Exploratory Statistics II: Frequency Distribution

There are couple of great R packages for descriptive statistics such as skewness and kurtosis, histogram, goodness-of-fit tests, probability plots etc. and we are going to see some of them in this lecture. First, the data set. We will use cake sample data from SAS website. You can download the data from here. This dataset is from a cake-baking contest: each participant's last name, age, score for presentation, score for taste, cake flavor, and number of cake layers. The number of cake layers is missing for two observations. The cake flavor is missing for another observation.

One of the most useful graphs to analyze data is a histogram. A histogram is a plot that lets you discover, and show, the underlying frequency distribution (shape) of a set of continuous data. This allows the inspection of the data for its underlying distribution (e.g., normal distribution), outliers, skewness, etc. We can plot a simple histogram with the hist function:

> hist(cake$Age)

Later we will learn plotting histograms with ggplot2 package which is way more powerful than this simple hist function.

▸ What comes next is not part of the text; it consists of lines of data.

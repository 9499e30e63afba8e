//! Transport: one physical streaming connection at a time.
//!
//! # Architecture
//!
//! ```text
//!   ConnectionManager ── open(url) ──► WsTransport ── spawn ──► connection task
//!          ▲                                │                        │
//!          │       TransportSignal          │ outbound (send/close)  │ ws::connect
//!          └──────────── mpsc ◄─────────────┴──── CancellationToken ─┘
//! ```
//!
//! Every `open` spawns a fresh task with its own signal channel. The task
//! emits `Opened`, any number of `FrameReceived`, then at most one terminal
//! `Closed` or `Failed` and exits. `cancel` aborts it without a close
//! handshake and without any further signal.

// Rust guideline compliant 2026-02

pub mod ws;

use std::borrow::Cow;
use std::sync::atomic::{AtomicBool, Ordering};
use std::sync::{Arc, Mutex};
use std::time::Duration;

use tokio::sync::mpsc;
use tokio_util::sync::CancellationToken;
use url::Url;

use crate::connection::redact_url;
use crate::error::{ChatError, ErrorCode};

/// Code and reason attached to a close handshake.
#[derive(Debug, Clone, PartialEq, Eq)]
pub struct ShutdownReason {
    /// WebSocket close code.
    pub code: u16,
    /// Close reason text.
    pub reason: Cow<'static, str>,
}

impl ShutdownReason {
    /// Client-initiated graceful close.
    pub const GRACEFUL: Self = Self {
        code: 1000,
        reason: Cow::Borrowed("Connection close by client"),
    };

    /// Abnormal closure (no close frame, stream ended).
    pub const ABNORMAL: Self = Self {
        code: 1006,
        reason: Cow::Borrowed("Abnormal close"),
    };

    /// Build a reason from a received close frame.
    #[must_use]
    pub fn new(code: u16, reason: impl Into<String>) -> Self {
        Self {
            code,
            reason: Cow::Owned(reason.into()),
        }
    }

    /// Whether this is a normal (1000) closure.
    #[must_use]
    pub fn is_graceful(&self) -> bool {
        self.code == Self::GRACEFUL.code
    }
}

impl std::fmt::Display for ShutdownReason {
    fn fmt(&self, f: &mut std::fmt::Formatter<'_>) -> std::fmt::Result {
        write!(f, "{} {}", self.code, self.reason)
    }
}

/// Low-level lifecycle signal of one physical connection.
#[derive(Debug, Clone, PartialEq)]
pub enum TransportSignal {
    /// The handshake completed.
    Opened,
    /// A text frame arrived.
    FrameReceived(String),
    /// The closing handshake started.
    Closing(ShutdownReason),
    /// The connection is closed. Terminal.
    Closed(ShutdownReason),
    /// The connection failed. Terminal.
    Failed(ChatError),
}

impl TransportSignal {
    /// Whether no signal can follow this one.
    #[must_use]
    pub fn is_terminal(&self) -> bool {
        matches!(self, Self::Closed(_) | Self::Failed(_))
    }
}

/// A streaming connection the manager can drive.
///
/// All methods take `&self`; implementations must be safe to call in any
/// order, including `close`/`cancel` after the connection already failed.
pub trait Transport: Send + Sync + std::fmt::Debug + 'static {
    /// Open a fresh connection, replacing any existing one.
    ///
    /// Must be called from within a tokio runtime.
    fn open(&self, url: Url) -> mpsc::UnboundedReceiver<TransportSignal>;

    /// Queue a text frame. Returns `false` when nothing is open.
    fn send(&self, frame: String) -> bool;

    /// Start a close handshake on the current connection.
    fn close(&self, reason: ShutdownReason);

    /// Abort the current connection without a handshake.
    fn cancel(&self);
}

/// Outbound request to the connection task.
#[derive(Debug)]
enum Outbound {
    Frame(String),
    Close(ShutdownReason),
}

/// Handles to the connection task of the current `open`.
#[derive(Debug)]
struct ActiveConnection {
    outbound: mpsc::UnboundedSender<Outbound>,
    cancel: CancellationToken,
    open: Arc<AtomicBool>,
}

/// WebSocket transport over `tokio-tungstenite`.
#[derive(Debug)]
pub struct WsTransport {
    connect_timeout: Duration,
    current: Mutex<Option<ActiveConnection>>,
}

impl WsTransport {
    /// Create a transport whose handshakes are bounded by `connect_timeout`.
    #[must_use]
    pub fn new(connect_timeout: Duration) -> Self {
        Self {
            connect_timeout,
            current: Mutex::new(None),
        }
    }

    fn take_current(&self) -> Option<ActiveConnection> {
        self.current
            .lock()
            .expect("transport lock poisoned")
            .take()
    }
}

impl Default for WsTransport {
    fn default() -> Self {
        Self::new(crate::constants::CONNECT_TIMEOUT)
    }
}

impl Transport for WsTransport {
    fn open(&self, url: Url) -> mpsc::UnboundedReceiver<TransportSignal> {
        if let Some(previous) = self.take_current() {
            previous.cancel.cancel();
        }

        let (signal_tx, signal_rx) = mpsc::unbounded_channel();
        let (outbound_tx, outbound_rx) = mpsc::unbounded_channel();
        let cancel = CancellationToken::new();
        let open = Arc::new(AtomicBool::new(false));

        tokio::spawn(run_connection(
            url,
            self.connect_timeout,
            outbound_rx,
            cancel.clone(),
            Arc::clone(&open),
            signal_tx,
        ));

        *self.current.lock().expect("transport lock poisoned") = Some(ActiveConnection {
            outbound: outbound_tx,
            cancel,
            open,
        });
        signal_rx
    }

    fn send(&self, frame: String) -> bool {
        let current = self.current.lock().expect("transport lock poisoned");
        match current.as_ref() {
            Some(active) if active.open.load(Ordering::SeqCst) => {
                active.outbound.send(Outbound::Frame(frame)).is_ok()
            }
            _ => false,
        }
    }

    fn close(&self, reason: ShutdownReason) {
        if let Some(active) = self.take_current() {
            if active.outbound.send(Outbound::Close(reason)).is_err() {
                log::debug!("[Transport] Close on a finished connection");
            }
        }
    }

    fn cancel(&self) {
        if let Some(active) = self.take_current() {
            active.cancel.cancel();
        }
    }
}

/// Body of one physical connection.
async fn run_connection(
    url: Url,
    connect_timeout: Duration,
    mut outbound_rx: mpsc::UnboundedReceiver<Outbound>,
    cancel: CancellationToken,
    open: Arc<AtomicBool>,
    signals: mpsc::UnboundedSender<TransportSignal>,
) {
    log::info!("[Transport] Connecting to {}", redact_url(&url));

    let connected = tokio::select! {
        () = cancel.cancelled() => {
            log::debug!("[Transport] Cancelled during handshake");
            return;
        }
        result = tokio::time::timeout(connect_timeout, ws::connect(&url)) => result,
    };

    let (mut writer, mut reader) = match connected {
        Ok(Ok(pair)) => pair,
        Ok(Err(e)) => {
            log::warn!("[Transport] Handshake failed: {:#}", e);
            let _ = signals.send(TransportSignal::Failed(
                ChatError::new(ErrorCode::SocketFailure).caused_by(format!("{e:#}")),
            ));
            return;
        }
        Err(_) => {
            log::warn!(
                "[Transport] Handshake timed out after {}ms",
                connect_timeout.as_millis()
            );
            let _ = signals.send(TransportSignal::Failed(ChatError::new(ErrorCode::Timeout)));
            return;
        }
    };

    open.store(true, Ordering::SeqCst);
    let _ = signals.send(TransportSignal::Opened);
    log::info!("[Transport] WebSocket connected");

    let terminal = loop {
        tokio::select! {
            biased;

            () = cancel.cancelled() => {
                log::debug!("[Transport] Cancelled");
                break None;
            }

            Some(outbound) = outbound_rx.recv() => match outbound {
                Outbound::Frame(text) => {
                    log::trace!("[Transport] >> {}", text);
                    if let Err(e) = writer.send_text(&text).await {
                        break Some(TransportSignal::Failed(
                            ChatError::new(ErrorCode::SocketFailure).caused_by(format!("{e:#}")),
                        ));
                    }
                }
                Outbound::Close(reason) => {
                    let _ = signals.send(TransportSignal::Closing(reason.clone()));
                    if let Err(e) = writer.send_close(reason.code, &reason.reason).await {
                        log::debug!("[Transport] Close frame not sent: {:#}", e);
                    }
                    await_close_reply(&mut reader).await;
                    let _ = writer.close().await;
                    break Some(TransportSignal::Closed(reason));
                }
            },

            message = reader.recv() => match message {
                Some(Ok(ws::WsMessage::Text(text))) => {
                    log::trace!("[Transport] << {}", text);
                    let _ = signals.send(TransportSignal::FrameReceived(text));
                }
                Some(Ok(ws::WsMessage::Binary(data))) => match String::from_utf8(data) {
                    Ok(text) => {
                        let _ = signals.send(TransportSignal::FrameReceived(text));
                    }
                    Err(e) => log::warn!("[Transport] Dropping non UTF-8 binary frame: {}", e),
                },
                Some(Ok(ws::WsMessage::Ping(data))) => {
                    let _ = writer.send_pong(data).await;
                }
                Some(Ok(ws::WsMessage::Pong(_))) => {}
                Some(Ok(ws::WsMessage::Close { code, reason })) => {
                    let reason = ShutdownReason::new(code, reason);
                    log::info!("[Transport] Closed by server: {}", reason);
                    let _ = signals.send(TransportSignal::Closing(reason.clone()));
                    break Some(TransportSignal::Closed(reason));
                }
                Some(Err(e)) => {
                    log::warn!("[Transport] Read error: {:#}", e);
                    break Some(TransportSignal::Failed(
                        ChatError::new(ErrorCode::SocketFailure).caused_by(format!("{e:#}")),
                    ));
                }
                None => {
                    log::info!("[Transport] Stream ended");
                    break Some(TransportSignal::Closed(ShutdownReason::ABNORMAL));
                }
            },
        }
    };

    open.store(false, Ordering::SeqCst);
    if let Some(signal) = terminal {
        let _ = signals.send(signal);
    }
}

/// Drain the reader until the peer answers our close frame or the
/// handshake timeout elapses.
async fn await_close_reply(reader: &mut ws::WsReader) {
    let drain = async {
        while let Some(message) = reader.recv().await {
            match message {
                Ok(ws::WsMessage::Close { .. }) | Err(_) => break,
                Ok(_) => {}
            }
        }
    };
    if tokio::time::timeout(crate::constants::CLOSE_HANDSHAKE_TIMEOUT, drain)
        .await
        .is_err()
    {
        log::debug!("[Transport] Peer did not answer close frame");
    }
}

There are couple of functions that helps us to evaluate the normality of a distribution. One of them utilizes Shapiro-Wilk method:

> shapiro.test(cake$Age)
	Shapiro-Wilk normality test

data:  cake$Age
W = 0.93464, p-value = 0.1895
							

Since p-value > 0.05, Age distribution fit normal distribution. This is the only available normality test with base R (afaik) but nortest package provides a variety of normality tests. One of the tests is Anderson-Darling test:

> library(nortest)
> ad.test(cake$Age)
	Anderson-Darling normality test

data:  cake$Age
A = 0.50566, p-value = 0.1785
							

A-D test agrees with S-W test. Similarly, Cramer von Mises test can be invoked by

> cvm.test(cake$Age)
	Cramer-von Mises normality test

data:  cake$Age
W = 0.080941, p-value = 0.1897